▸ **DIRECTIONS**
Return all lines in the data where the string "company" can be found.

══════

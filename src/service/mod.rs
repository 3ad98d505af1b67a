//! Contact operations exposed to front ends.
//!
//! Every write goes through validation; storage is only touched once the
//! candidate is accepted.

use chrono::Utc;
use tracing::{debug, info};

use crate::db::Database;
use crate::error::{ContactError, ContactResult};
use crate::models::Contact;
use crate::validation;

mod listing;

pub use listing::{Page, SortField};

pub struct ContactService<'a> {
    db: &'a Database,
}

impl<'a> ContactService<'a> {
    pub fn new(db: &'a Database) -> Self {
        Self { db }
    }

    /// Every contact in storage order.
    pub fn all(&self) -> ContactResult<Vec<Contact>> {
        Ok(self.db.list_contacts()?)
    }

    pub fn count(&self) -> ContactResult<usize> {
        Ok(self.db.count_contacts()?)
    }

    pub fn get_by_id(&self, id: i64) -> ContactResult<Option<Contact>> {
        if id <= 0 {
            return Err(ContactError::InvalidId);
        }
        Ok(self.db.get_contact_by_id(id)?)
    }

    /// Validate and store a new contact. Any id on the candidate is ignored.
    /// Returns the stored record with its assigned id and timestamps.
    pub fn add(&self, candidate: Contact) -> ContactResult<Contact> {
        let mut contact = candidate;
        contact.normalize_empty();

        let existing = self.db.list_contacts()?;
        let errors = validation::validate(&contact, &existing, None);
        if !errors.is_empty() {
            debug!(first_name = %contact.first_name, errors = errors.len(), "rejected new contact");
            return Err(ContactError::Invalid(errors));
        }

        let now = Utc::now();
        contact.created_at = now;
        contact.updated_at = now;
        contact.id = self.db.insert_contact(&contact)?;

        info!(id = contact.id, "added contact");
        Ok(contact)
    }

    /// Validate and store changes to an existing contact. The original creation
    /// timestamp is kept; the update timestamp is refreshed.
    pub fn update(&self, candidate: Contact) -> ContactResult<Contact> {
        if candidate.id <= 0 {
            return Err(ContactError::InvalidId);
        }

        let original = self
            .db
            .get_contact_by_id(candidate.id)?
            .ok_or(ContactError::NotFound)?;

        let mut contact = candidate;
        contact.normalize_empty();

        let existing = self.db.list_contacts()?;
        let errors = validation::validate(&contact, &existing, Some(contact.id));
        if !errors.is_empty() {
            debug!(id = contact.id, errors = errors.len(), "rejected contact update");
            return Err(ContactError::Invalid(errors));
        }

        contact.created_at = original.created_at;
        // Never earlier than the stored value
        contact.updated_at = Utc::now().max(original.updated_at);

        if !self.db.replace_contact(&contact)? {
            return Err(ContactError::NotFound);
        }

        info!(id = contact.id, "updated contact");
        Ok(contact)
    }

    /// Returns `false` when the id is invalid or nothing was stored under it.
    pub fn delete(&self, id: i64) -> ContactResult<bool> {
        if id <= 0 {
            return Ok(false);
        }
        if self.db.get_contact_by_id(id)?.is_none() {
            return Ok(false);
        }

        let deleted = self.db.delete_contact(id)?;
        if deleted {
            info!(id, "deleted contact");
        }
        Ok(deleted)
    }

    /// Case-insensitive substring match on first name, last name, company and
    /// email, or a raw substring match on either phone. A blank term returns
    /// everything in storage order.
    pub fn search(&self, term: &str) -> ContactResult<Vec<Contact>> {
        let all = self.db.list_contacts()?;
        if term.trim().is_empty() {
            return Ok(all);
        }

        let lowered = term.to_lowercase();
        let text_match = |field: &Option<String>| {
            field
                .as_deref()
                .is_some_and(|v| v.to_lowercase().contains(&lowered))
        };
        let phone_match =
            |field: &Option<String>| field.as_deref().is_some_and(|v| v.contains(term));

        Ok(all
            .into_iter()
            .filter(|c| {
                c.first_name.to_lowercase().contains(&lowered)
                    || text_match(&c.last_name)
                    || text_match(&c.company)
                    || text_match(&c.email)
                    || phone_match(&c.primary_phone)
                    || phone_match(&c.secondary_phone)
            })
            .collect())
    }
}
use clap::Parser;
use contactbook::cli::{
    run_add, run_check, run_delete, run_export, run_import, run_list, run_search, run_show,
    run_template, run_update, Cli, Commands,
};
use contactbook::config::DEFAULT_LOG_FILTER;
use contactbook::{Config, Database};
use tracing::debug;
use tracing_subscriber::EnvFilter;

fn main() -> anyhow::Result<()> {
    let cli = Cli::parse();
    let config = Config::from_env()?;

    // Logs go to stderr so command output on stdout stays clean
    let filter = EnvFilter::try_new(&config.log_filter)
        .unwrap_or_else(|_| EnvFilter::new(DEFAULT_LOG_FILTER));
    tracing_subscriber::fmt()
        .with_env_filter(filter)
        .with_writer(std::io::stderr)
        .init();

    debug!(path = %config.db_path.display(), "using contact database");
    let db = Database::open_at(&config.db_path)?;

    match cli.command {
        None => {
            run_list(&db, 1, config.page_size, None, "asc", false)?;
        }
        Some(Commands::List(args)) => {
            let limit = args.limit.unwrap_or(config.page_size);
            run_list(&db, args.page, limit, args.sort, &args.order, args.all)?;
        }
        Some(Commands::Search(args)) => {
            run_search(&db, &args.query)?;
        }
        Some(Commands::Show(args)) => {
            run_show(&db, args.id, args.json)?;
        }
        Some(Commands::Add(args)) => {
            run_add(&db, args.fields)?;
        }
        Some(Commands::Update(args)) => {
            run_update(&db, args.id, args.fields)?;
        }
        Some(Commands::Delete(args)) => {
            run_delete(&db, args.id, args.force)?;
        }
        Some(Commands::Export(args)) => {
            run_export(&db, &args.path, args.search.as_deref())?;
        }
        Some(Commands::Import(args)) => {
            run_import(&db, &args.path, args.report_duplicates)?;
        }
        Some(Commands::Check(args)) => {
            run_check(&args.path)?;
        }
        Some(Commands::Template(args)) => {
            run_template(&args.path)?;
        }
    }

    Ok(())
}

══════

▸ **EXERCISE SOLUTION**
    /// Case-insensitive substring match on first name, last name, company and
                    || text_match(&c.company)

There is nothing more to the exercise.